Category: Uncategorized

  • The Quest for Enterprise RAG: A Deep Dive into Langfuse Integration

    The Quest for Enterprise RAG: A Deep Dive into Langfuse Integration

    January 14, 2026

    You know that feeling when your code almost works?
    Everything’s green, the server’s running, the LLM is responding
    beautifully, and then you look at that one field in your API response
    that’s supposed to showcase your observability chops for your dream job
    interview and it’s just… null.

    Welcome to my 90-minute debugging odyssey with Langfuse tracing.
    Spoiler: I won. But not before trying five different
    approaches
    , diving into import hell, and learning the single most
    valuable debugging lesson that somehow never makes it into the YouTube
    tutorials.

    Let’s talk about what happens when the docs don’t tell you what you
    need to know.


    TL;DR: What You’ll Learn

    • 🔍 The Problem: Langfuse credentials loaded, traces
      sent to dashboard, but trace_url returned null
      in API responses
    • 🛠️ The Solution: Use
      langfuse_handler.last_trace_id (found by inspecting the
      object with dir()) to build trace URLs manually
    • ⚠️ Environment Variable Hell: .env
      formatting is strict (no spaces around =, no quotes
      needed)
    • 🧪 The Debug-Driven Discovery: When APIs don’t
      expose what you need, inspect attributes at runtime and see what’s
      actually there
    • 💡 Import Gotcha: It’s
      from langfuse.langchain import CallbackHandler, not
      from langfuse.callback
    • 🎯 Key Insight: Trace IDs are only available
      after chain invocation via
      handler.last_trace_id
    • 🚀 Result: Full RAG pipeline observability with
      direct clickable trace URLs for every query

    Act I: The Setup
    (Everything’s Perfect… Right?)

    I’m building a Bank of America-compliant RAG demo for a GenAI
    Engineering interview.

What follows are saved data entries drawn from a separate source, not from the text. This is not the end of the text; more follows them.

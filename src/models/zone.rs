use super::position::LatLng;
use serde::{Deserialize, Serialize};

/// Read-only snapshot of a zone, as handed over by the zone-management side.
#[derive(Debug, Clone, PartialEq, Serialize, Deserialize)]
pub struct Zone {
    pub id: i64,
    pub name: String,
    /// Ordered polygon vertices. An empty boundary means "reference point only".
    #[serde(default)]
    pub boundary: Vec<LatLng>,
    #[serde(default)]
    pub reference: Option<LatLng>,
}

impl Zone {
    pub fn has_polygon(&self) -> bool {
        !self.boundary.is_empty()
    }
}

The stack is clean:

    • Python 3.11.9 with FastAPI/Uvicorn
    • AWS Bedrock (Claude 3 Sonnet) for generation
    • LangChain for the RAG orchestration
    • Chroma vector DB with BofA’s Responsible AI
      documents
    • LLM Guard for guardrails (input: PromptInjection,
      Toxicity, BanTopics; output: Sensitive, NoRefusal, Relevance)
    • Langfuse for observability (the star of today’s
      show)
    • DeepEval with OpenAI for evaluation

    The RAG pipeline is chef’s kiss. Quality answers, proper
    source citations, guardrails blocking malicious queries like a bouncer
    at an exclusive club. I can taste that job offer.

    But there’s one problem.

    {
      "query": "What are BofA's five core principles for responsible AI?",
      "answer": "According to [BofA_Responsible_AI_Framework_2024.md]...",
      "sources": ["BofA_Responsible_AI_Framework_2024.md", "..."],
      "trace_url": null,
      "guardrails_applied": true
    }

    That trace_url: null is haunting me. I know
    traces are going to Langfuse because I can see them in the dashboard.
    But I can’t link to them programmatically. For a demo about
    observability, that’s… suboptimal.

    Time to fix it.


    Act II: The Descent
    (Five Failed Attempts)

    Attempt 1: “It Must Be an
    Attribute”

    First instinct: the CallbackHandler probably has a
    .trace or .trace_id attribute I can access
    after running the chain.

    if trace and callbacks:
        if hasattr(langfuse_handler, 'trace'):
            trace_url = langfuse_handler.trace.get_trace_url()
        elif hasattr(langfuse_handler, 'trace_id'):
            trace_id = langfuse_handler.trace_id
            trace_url = f"{os.getenv('LANGFUSE_HOST')}/trace/{trace_id}"

    Result: Both hasattr() checks return
    False. No .trace, no
    .trace_id.

    Lesson: Don’t assume the obvious attributes
    exist.


    Attempt 2: “Maybe I Need to
    Flush?”

    I’ve seen callback handlers that need explicit flushing to send data.
    Maybe the trace isn’t finalized until I flush it?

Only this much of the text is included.